Central Valley Regional Water Quality Control Board (CVRWQCB) | August 22nd, 2006
Summary
States are required under the Clean Water Act §305(b) to report annually to Congress on the condition of their waterbodies, but satisfaction of this requirement has been
States are required under the Clean Water Act §305(b) to report annually to Congress on the condition of their waterbodies, but satisfaction of this requirement has been confounded by the lack of resources (both technical and financial) to adequately assess these waterbodies. Partly because of this limitation, most regions of the nation have been unable to answer the most basic questions about their water quality, even 35 years after the passage of the act.
To address these constraints, the U.S. EPA established its Environmental Monitoring and Assessment Program (EMAP), a long term research program designed to develop the tools and techniques needed for cost-effectively answering the fundamental status and trends questions in the Clean Water Act. The EMAP studies are based on a probabilistic survey design in which each sampling location represents a known length of stream with known statistical confidence. This design permits the inference of stream conditions for large geographic regions with a relatively small investment in sampling. After completing an assessment of the condition of wadeable streams in the Middle-Atlantic states, the EPA initiated a similar assessment of streams in the western states (WEMAP), which included a high density of sites in California. Now that the first round of WEMAP studies has been completed, California has the ability to include the first statistically defensible condition assessments in its 305b reports.
Because they provide a direct measure of the biotic integrity, bioassessment data are a key component of EMAP water quality monitoring. Bioassessment, the science of describing the ecological condition of waterbodies from the assemblages of organisms they contain, is well established as a valuable tool for water resource management (Karr 1981, Yoder and Rankin 1995, Barbour et al. 1996, Wright et al. 2000, Bailey et al. 2004). Because assemblages of aquatic organisms (e.g., fish, benthic macroinvertebrates (BMIs) and algae) are comprised of taxa that are differentially responsive to different environmental stressors, bioassessments provide a direct means of measuring compliance with the goal of biotic integrity stipulated under the Clean Water Act. Although comprehensive condition assessments will ultimately include assessments of the physical and chemical conditions of waterbodies, condition assessments based on bioassessment data can stand alone as effective measures of the ecological condition of the state’s waterbodies.

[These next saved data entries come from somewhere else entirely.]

use crate::collector::{command_output, modified_date};
use crate::model::InventoryItem;
use crate::platform::{application_bundle_dirs, Platform};
use anyhow::Result;
use async_trait::async_trait;
use std::path::{Path, PathBuf};
use std::time::Duration;
use walkdir::WalkDir;

/// Per-bundle timeout for reading `Info.plist`.
const PLIST_TIMEOUT: Duration = Duration::from_secs(5);

pub struct BundleSource;

#[async_trait]
impl super::Source for BundleSource {
    fn name(&self) -> &'static str {
        "Application Bundles"
    }

    fn supported_platforms(&self) -> &[Platform] {
        &[Platform::MacOS]
    }

    async fn collect(&self) -> Result<Vec<InventoryItem>> {
        let bundles: Vec<PathBuf> = application_bundle_dirs()
            .iter()
            .flat_map(|dir| {
                WalkDir::new(dir)
                    .min_depth(1)
                    .max_depth(1)
                    .into_iter()
                    .filter_map(|e| e.ok())
                    .map(|e| e.into_path())
                    .filter(|p| p.extension().map(|e| e == "app").unwrap_or(false))
                    .collect::<Vec<_>>()
            })
            .collect();

        let mut items = Vec::with_capacity(bundles.len());

        for path in bundles {
            let name = path.file_stem().map(|s| s.to_string_lossy().into_owned());
            let version = bundle_version(&path).await;

            items.extend(InventoryItem::from_parts(
                name,
                version,
                Some(path.to_string_lossy().into_owned()),
                modified_date(&path),
            ));
        }

        Ok(items)
    }
}

async fn bundle_version(bundle: &Path) -> Option<String> {
    let plist = bundle.join("Contents").join("Info.plist");
    let plist = plist.to_str()?;

    for key in ["CFBundleShortVersionString", "CFBundleVersion"] {
        if let Ok(Some(version)) =
            command_output("plutil", &["-extract", key, "raw", "-o", "-", plist], PLIST_TIMEOUT).await
        {
            let version = version.trim();
            if !version.is_empty() {
                return Some(version.to_string());
            }
        }
    }

    None
}
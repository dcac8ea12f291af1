//! HTTP API served under `/api/v1`.
//!
//! | Method | Path | Purpose |
//! |--------|------|---------|
//! | GET | `/status` | Current scan status |
//! | GET | `/system` | System profile |
//! | GET | `/applications` | Stored inventory |
//! | PATCH / DELETE | `/applications/{id}` | Edit or remove one application |
//! | POST | `/delete_app/{id}` | Legacy delete |
//! | GET | `/scans` | Scan history, newest first |
//! | PATCH / DELETE | `/scans/{id}` | Edit or remove one scan result |
//! | POST | `/scan` | Start a background scan |
//! | POST | `/send_data` | Upload the export document to the remote URL |
//! | GET | `/dashboard` | Status, profile and inventory in one call |
//!
//! Successful responses use `{"status": "success", ...}`; failures use the
//! [`ApiError`] envelope.

mod error;
mod handlers;

pub use error::{ApiError, ApiResult};

use axum::{
    routing::{get, patch, post},
    Router,
};
use std::sync::Arc;
use tower_http::{cors::CorsLayer, trace::TraceLayer};

use crate::service::AppContext;

pub type AppState = Arc<AppContext>;

/// Builds the API router bound to `ctx`.
pub fn router(ctx: AppState) -> Router {
    let api = Router::new()
        .route("/status", get(handlers::get_status))
        .route("/system", get(handlers::get_system))
        .route("/applications", get(handlers::get_applications))
        .route(
            "/applications/{id}",
            patch(handlers::update_application).delete(handlers::delete_application),
        )
        .route("/delete_app/{id}", post(handlers::delete_application))
        .route("/scans", get(handlers::get_scans))
        .route(
            "/scans/{id}",
            patch(handlers::update_scan_result).delete(handlers::delete_scan_result),
        )
        .route("/scan", post(handlers::trigger_scan))
        .route("/send_data", post(handlers::send_data))
        .route("/dashboard", get(handlers::get_dashboard));

    Router::new()
        .nest("/api/v1", api)
        .layer(CorsLayer::permissive())
        .layer(TraceLayer::new_for_http())
        .with_state(ctx)
}
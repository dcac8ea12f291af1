use crate::collector::{command_output, COMMAND_TIMEOUT};
use crate::model::InventoryItem;
use crate::platform::Platform;
use anyhow::Result;
use async_trait::async_trait;
use std::collections::HashMap;

/// Uninstall keys for 64-bit, 32-bit and per-user installs.
const UNINSTALL_KEYS: [&str; 3] = [
    r"HKLM\SOFTWARE\Microsoft\Windows\CurrentVersion\Uninstall",
    r"HKLM\SOFTWARE\WOW6432Node\Microsoft\Windows\CurrentVersion\Uninstall",
    r"HKCU\SOFTWARE\Microsoft\Windows\CurrentVersion\Uninstall",
];

pub struct RegistrySource;

#[async_trait]
impl super::Source for RegistrySource {
    fn name(&self) -> &'static str {
        "Windows Uninstall Registry"
    }

    fn supported_platforms(&self) -> &[Platform] {
        &[Platform::Windows]
    }

    async fn collect(&self) -> Result<Vec<InventoryItem>> {
        let mut items = Vec::new();

        for key in UNINSTALL_KEYS {
            // A missing WOW6432Node key on 32-bit systems is expected.
            if let Some(stdout) = command_output("reg", &["query", key, "/s"], COMMAND_TIMEOUT).await? {
                items.extend(parse_reg_query(&stdout));
            }
        }

        Ok(items)
    }
}

/// Parses `reg query <key> /s` output into one item per subkey that has a
/// `DisplayName`.
fn parse_reg_query(stdout: &str) -> Vec<InventoryItem> {
    let mut items = Vec::new();
    let mut values: HashMap<String, String> = HashMap::new();

    for line in stdout.lines() {
        if line.starts_with("HKEY_") {
            items.extend(item_from_values(&values));
            values.clear();
            continue;
        }

        if let Some((name, data)) = parse_value_line(line) {
            values.insert(name, data);
        }
    }
    items.extend(item_from_values(&values));

    items
}

/// Splits `    Name    REG_SZ    Data` into `(Name, Data)`.
fn parse_value_line(line: &str) -> Option<(String, String)> {
    let line = line.trim_start();
    let type_start = line.find("    REG_")?;
    let name = line[..type_start].trim();
    let rest = line[type_start..].trim_start();
    let data = rest.split_once("    ").map(|(_, d)| d.trim()).unwrap_or("");

    if name.is_empty() {
        return None;
    }
    Some((name.to_string(), data.to_string()))
}

fn item_from_values(values: &HashMap<String, String>) -> Option<InventoryItem> {
    let get = |key: &str| values.get(key).filter(|v| !v.is_empty()).cloned();

    let install_path = get("InstallLocation")
        .or_else(|| get("UninstallString").and_then(|s| parent_dir(&s)))
        .or_else(|| get("DisplayIcon").and_then(|s| parent_dir(&s)));

    InventoryItem::from_parts(
        get("DisplayName"),
        get("DisplayVersion"),
        install_path,
        get("InstallDate").map(|d| format_install_date(&d)),
    )
}

/// Returns the directory part of a command line or icon reference such as
/// `"C:\Program Files\Foo\uninst.exe" /S` or `C:\Foo\foo.exe,0`.
fn parent_dir(value: &str) -> Option<String> {
    let value = value.trim();
    let path = if let Some(stripped) = value.strip_prefix('"') {
        stripped.split('"').next()?
    } else {
        value.split(',').next()?
    };

    let (dir, _) = path.rsplit_once('\\')?;
    if dir.is_empty() {
        None
    } else {
        Some(dir.to_string())
    }
}

/// Converts registry `YYYYMMDD` dates to `YYYY-MM-DD`; other values pass through.
fn format_install_date(raw: &str) -> String {
    chrono::NaiveDate::parse_from_str(raw, "%Y%m%d")
        .map(|d| d.format("%Y-%m-%d").to_string())
        .unwrap_or_else(|_| raw.to_string())
}

#[cfg(test)]
mod tests {
    use super::*;
    use crate::model::UNKNOWN;

    const SAMPLE: &str = r#"
HKEY_LOCAL_MACHINE\SOFTWARE\Microsoft\Windows\CurrentVersion\Uninstall\7-Zip
    DisplayName    REG_SZ    7-Zip 23.01 (x64)
    DisplayVersion    REG_SZ    23.01
    InstallLocation    REG_SZ    C:\Program Files\7-Zip\
    InstallDate    REG_SZ    20240102

HKEY_LOCAL_MACHINE\SOFTWARE\Microsoft\Windows\CurrentVersion\Uninstall\Git_is1
    DisplayName    REG_SZ    Git
    DisplayVersion    REG_SZ    2.45.1
    UninstallString    REG_SZ    "C:\Program Files\Git\unins000.exe"

HKEY_LOCAL_MACHINE\SOFTWARE\Microsoft\Windows\CurrentVersion\Uninstall\KB123
    SystemComponent    REG_DWORD    0x1
"#;

    #[test]
    fn test_parse_reg_query() {
        let items = parse_reg_query(SAMPLE);
        assert_eq!(items.len(), 2);

        assert_eq!(items[0].name, "7-Zip 23.01 (x64)");
        assert_eq!(items[0].install_path, r"C:\Program Files\7-Zip\");
        assert_eq!(items[0].install_date, "2024-01-02");

        assert_eq!(items[1].name, "Git");
        assert_eq!(items[1].install_path, r"C:\Program Files\Git");
        assert_eq!(items[1].install_date, UNKNOWN);
    }

    #[test]
    fn test_parent_dir_variants() {
        assert_eq!(
            parent_dir(r#""C:\Apps\Foo\uninstall.exe" /S"#).as_deref(),
            Some(r"C:\Apps\Foo")
        );
        assert_eq!(parent_dir(r"C:\Apps\Bar\bar.exe,0").as_deref(), Some(r"C:\Apps\Bar"));
        assert_eq!(parent_dir("msiexec.exe"), None);
    }

    #[test]
    fn test_format_install_date() {
        assert_eq!(format_install_date("20231231"), "2023-12-31");
        assert_eq!(format_install_date("12/31/2023"), "12/31/2023");
    }
}
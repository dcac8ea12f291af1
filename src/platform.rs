//! Cross-platform path resolution.
//!
//! This module provides the current [`Platform`] and the locations
//! appcursor reads from or writes to.
//!
//! Lookup functions for optional locations return `Option<PathBuf>` -
//! returning `None` if the directory doesn't exist or can't be determined.

use serde::{Deserialize, Serialize};
use std::path::PathBuf;

/// Directory name used under the platform data directory.
const DATA_DIR_NAME: &str = "AppCursor";

/// Directory name used under the platform config directory.
const CONFIG_DIR_NAME: &str = "appcursor";

#[derive(Debug, Clone, Copy, PartialEq, Eq, Serialize, Deserialize)]
#[serde(rename_all = "lowercase")]
pub enum Platform {
    Linux,
    MacOS,
    Windows,
}

impl Platform {
    pub fn current() -> Self {
        #[cfg(target_os = "macos")]
        return Platform::MacOS;
        #[cfg(target_os = "windows")]
        return Platform::Windows;
        #[cfg(not(any(target_os = "macos", target_os = "windows")))]
        return Platform::Linux;
    }

    pub fn display_name(&self) -> &'static str {
        match self {
            Platform::Linux => "Linux",
            Platform::MacOS => "macOS",
            Platform::Windows => "Windows",
        }
    }
}

impl std::fmt::Display for Platform {
    fn fmt(&self, f: &mut std::fmt::Formatter<'_>) -> std::fmt::Result {
        write!(f, "{}", self.display_name())
    }
}

/// Returns the directory holding the inventory database.
///
/// Platform-specific locations:
/// - Linux: `~/.local/share/AppCursor/`
/// - macOS: `~/Library/Application Support/AppCursor/`
/// - Windows: `%LOCALAPPDATA%\AppCursor\`
///
/// Falls back to the current directory when no data directory is known.
pub fn data_dir() -> PathBuf {
    dirs::data_local_dir()
        .unwrap_or_else(|| PathBuf::from("."))
        .join(DATA_DIR_NAME)
}

/// Returns the default inventory database path.
pub fn default_db_path() -> PathBuf {
    data_dir().join("storage.db")
}

/// Returns the path to the configuration file.
///
/// Platform-specific locations:
/// - Linux: `~/.config/appcursor/config.toml`
/// - macOS: `~/Library/Application Support/appcursor/config.toml`
/// - Windows: `%APPDATA%\appcursor\config.toml`
pub fn config_file() -> PathBuf {
    dirs::config_dir()
        .unwrap_or_else(|| PathBuf::from("."))
        .join(CONFIG_DIR_NAME)
        .join("config.toml")
}

/// Returns the macOS application bundle directories that exist.
///
/// Locations: `/Applications/` and `~/Applications/`.
pub fn application_bundle_dirs() -> Vec<PathBuf> {
    let mut dirs = vec![PathBuf::from("/Applications")];
    if let Some(home) = dirs::home_dir() {
        dirs.push(home.join("Applications"));
    }
    dirs.into_iter().filter(|p| p.exists()).collect()
}

/// Returns the dpkg metadata directory if present.
///
/// Location: `/var/lib/dpkg/info/`
pub fn dpkg_info_dir() -> Option<PathBuf> {
    let path = PathBuf::from("/var/lib/dpkg/info");
    if path.exists() {
        Some(path)
    } else {
        None
    }
}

There are many different approaches to translating a list of organisms present at a site into an assessment of its ecological condition (Wright et al. 1984, Kerans and Karr 1994, Hawkins et al. 2000, Van Sickle et al. 2005, Ode et al. 2005). We have demonstrated elsewhere (Rehn and Ode 2004, Rehn and Ode 2005) the use of BMI data to produce regional 305(b)-type stream condition assessments using multimetric techniques to calculate site condition scores. These regional assessments were possible because we had previously developed benthic indices of biotic integrity (B-IBIs) for northern and southern coastal California; statewide assessments require a tool for scoring sites that can be applied statewide.
We present here a statewide condition assessment using predictive models based on the River Invertebrate Prediction and Classification System (RIVPACS, Wright 1984). Like multimetric approaches (Kerans and Karr 1994, Ode et al. 2005, Rehn and Ode 2005), predictive modeling techniques establish thresholds of ecological impairment based on a characterization of the biotic assemblages expected to occur under minimal human disturbance (Wright et al. 1984, 1989, 2000). However, predictive models compare assemblages at test sites to an expected taxonomic composition rather than expected metric values. Taxon-based models have seen widespread use since the first BMI models were created in Great Britain in the late 1970s (Norris and Georges 1993, Hawkins et al. 2000, Van Sickle et al. 2005) and have been promoted in the US (Hawkins et al. 2000, Hawkins and Carlisle 2001) as an alternative to the multimetric approach initially endorsed by the EPA (Barbour et al. 1999). For this analysis, we employed newly developed California RIVPACS models (C. Hawkins unpublished) that can be used to score sites throughout the state.